Indicate how many lines in the listing below contain the word "expected". No other output is permitted.

Data listing:
=== Section Start ===
//! Error kinds for the feed client, the geo store and the aggregator.

use std::time::Duration;

use thiserror::Error;

/// A field the extractor needed was missing or had the wrong shape.
#[derive(Error, Debug, Clone, PartialEq, Eq)]
#[error("unexpected feed document: expected {expected} at '{field}' in: {context}")]
pub struct ExtractionError {
    pub field: String,
    pub expected: &'static str,
    pub context: String,
}

#[derive(Error, Debug, Clone, PartialEq, Eq)]
pub enum FeedError {
    #[error("request to {url} failed: {message}")]
    Transport { url: String, message: String },

    #[error("{url} responded with status {status}")]
    Status { url: String, status: u16 },

    #[error("request to {url} timed out after {after:?}")]
    Timeout { url: String, after: Duration },

    #[error("feed body could not be parsed: {0}")]
    Format(String),

    #[error(transparent)]
    Extraction(#[from] ExtractionError),

    #[error("feed reported an error: {message}")]
    Upstream { message: String, should_retry: bool },

    #[error("feed task did not complete: {0}")]
    Task(String),
}

impl FeedError {
    /// Network-level failures: connection errors, non-2xx responses and timeouts.
    pub fn is_transport(&self) -> bool {
        matches!(
            self,
            Self::Transport { .. } | Self::Status { .. } | Self::Timeout { .. }
        )
    }

    /// Whether another attempt at the same request could succeed.
    pub fn is_retryable(&self) -> bool {
        self.is_transport()
            || matches!(
                self,
                Self::Upstream {
                    should_retry: true,
                    ..
                }
            )
    }
}

impl From<reqwest::Error> for FeedError {
    fn from(err: reqwest::Error) -> Self {
        let url = err.url().map(ToString::to_string).unwrap_or_default();
        match err.status() {
            Some(status) => Self::Status {
                url,
                status: status.as_u16(),
            },
            None => Self::Transport {
                url,
                message: err.to_string(),
            },
        }
    }
}

impl From<quick_xml::Error> for FeedError {
    fn from(err: quick_xml::Error) -> Self {
        Self::Format(err.to_string())
    }
}

#[derive(Error, Debug, Clone, PartialEq, Eq)]
pub enum StoreError {
    #[error("geo index on stops has not been created")]
    IndexMissing,

    #[error("{kind} {id} already exists")]
    Duplicate { kind: &'static str, id: String },

    #[error("store unavailable: {0}")]
    Unavailable(String),
}

#[derive(Error, Debug, Clone, PartialEq, Eq)]
pub enum Error {
    #[error(transparent)]
    Feed(#[from] FeedError),

    #[error(transparent)]
    Store(#[from] StoreError),
}

#[cfg(test)]
mod tests {
    use super::*;

    #[test]
    fn test_transport_kinds() {
        let status = FeedError::Status {
            url: "http://feed".to_string(),
            status: 503,
        };
        assert!(status.is_transport());
        assert!(status.is_retryable());

        let format = FeedError::Format("eof".to_string());
        assert!(!format.is_transport());
        assert!(!format.is_retryable());
    }

    #[test]
    fn test_upstream_retry_flag() {
        let retry = FeedError::Upstream {
            message: "busy".to_string(),
            should_retry: true,
        };
        let fatal = FeedError::Upstream {
            message: "bad agency".to_string(),
            should_retry: false,
        };
        assert!(retry.is_retryable());
        assert!(!fatal.is_retryable());
    }

    #[test]
    fn test_extraction_message_names_field() {
        let err = ExtractionError {
            field: "stopTitle".to_string(),
            expected: "string",
            context: "{}".to_string(),
        };
        assert_eq!(
            err.to_string(),
            "unexpected feed document: expected string at 'stopTitle' in: {}"
        );
    }

    #[test]
    fn test_crate_error_keeps_kind() {
        let err: Error = StoreError::IndexMissing.into();
        assert!(matches!(err, Error::Store(StoreError::IndexMissing)));
    }
}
=== Section End ===
Solved problem: 4